Agnes Riverin

J’habite en forêt au bord d’une rivière qui m’éblouit par sa luminosité, son chant et m’inquiète par sa force, son impétuosité. Ce contraste est celui-là même qui prélude à ma démarche en art visuel; ombre et lumière. Qu’il s’agisse du photographique, picturale, sculpturale ou littéraire, ces deux pôles orientent depuis toujours le travail d’atelier et d’écriture. Je m’interroge sur le champ d’énergie qui nous entoure cherchant constamment à capturer ses vibrations, à leur donner forme et sens. Je suis fascinée par les interrelations dynamiques de la nature, dans les caractéristiques perceptibles des plantes, des paysages, ces liens qui unissent et structurent le vivant. 

Dans
ma démarche art et écologie se confondent, et c’est l’émerveillement d’abord, cet espace liminal, qui m’invite à créer. Je puise dans la physique quantique une vision du monde où l’observateur et l’observé sont intimement liés par des phénomènes d'intrication. Dans mes corpus, cette interdépendance devient le moteur de la création, révélant que la dégradation de la biodiversité n'est pas un événement extérieur, mais une altération de notre propre substance. En abolissant la distance entre le soi et l'environnement, je cherche à rendre sensible cette physique de l'invisible qui lie notre destin à celui du vivant. Dans mon bestiaire l'animal est humanisé sans être le résultat d'une transformation ou d’un zoomorphisme, mais uniquement parce qu’il s’adresse à l’humain d’égal à égal. Par la mise à distance, il me permet de soulever de nombreuses questions sur la détérioration de la biodiversité dans sa richesse et notre fragilité commune.
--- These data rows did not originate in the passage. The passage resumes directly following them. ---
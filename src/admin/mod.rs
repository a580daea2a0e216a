//! Staff administration
//!
//! Aggregate dashboards, the daily analytics snapshot and account actions.
//! Every mutating action is written to the audit trail.

pub mod analytics;
pub mod types;
pub mod users;

pub use analytics::AnalyticsService;
pub use types::*;
pub use users::UserAdmin;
Il y a un côté sériel dans mon travail, je développe les concepts d’une œuvre à l'autre au fil de ma réflexion. Mes œuvres se pensent comme des écosystèmes, non seulement dans leur contenu, mais aussi dans leur mode d’interaction. Chaque pièce engage une expérience immersive, et incite le spectateur à circuler, déchiffrer pour reconstruire des significations plurielles. Acteur essentiel, sa déambulation, sa contemplation et ses interrogations participent à l’activation des échos subtils que je cherche à provoquer.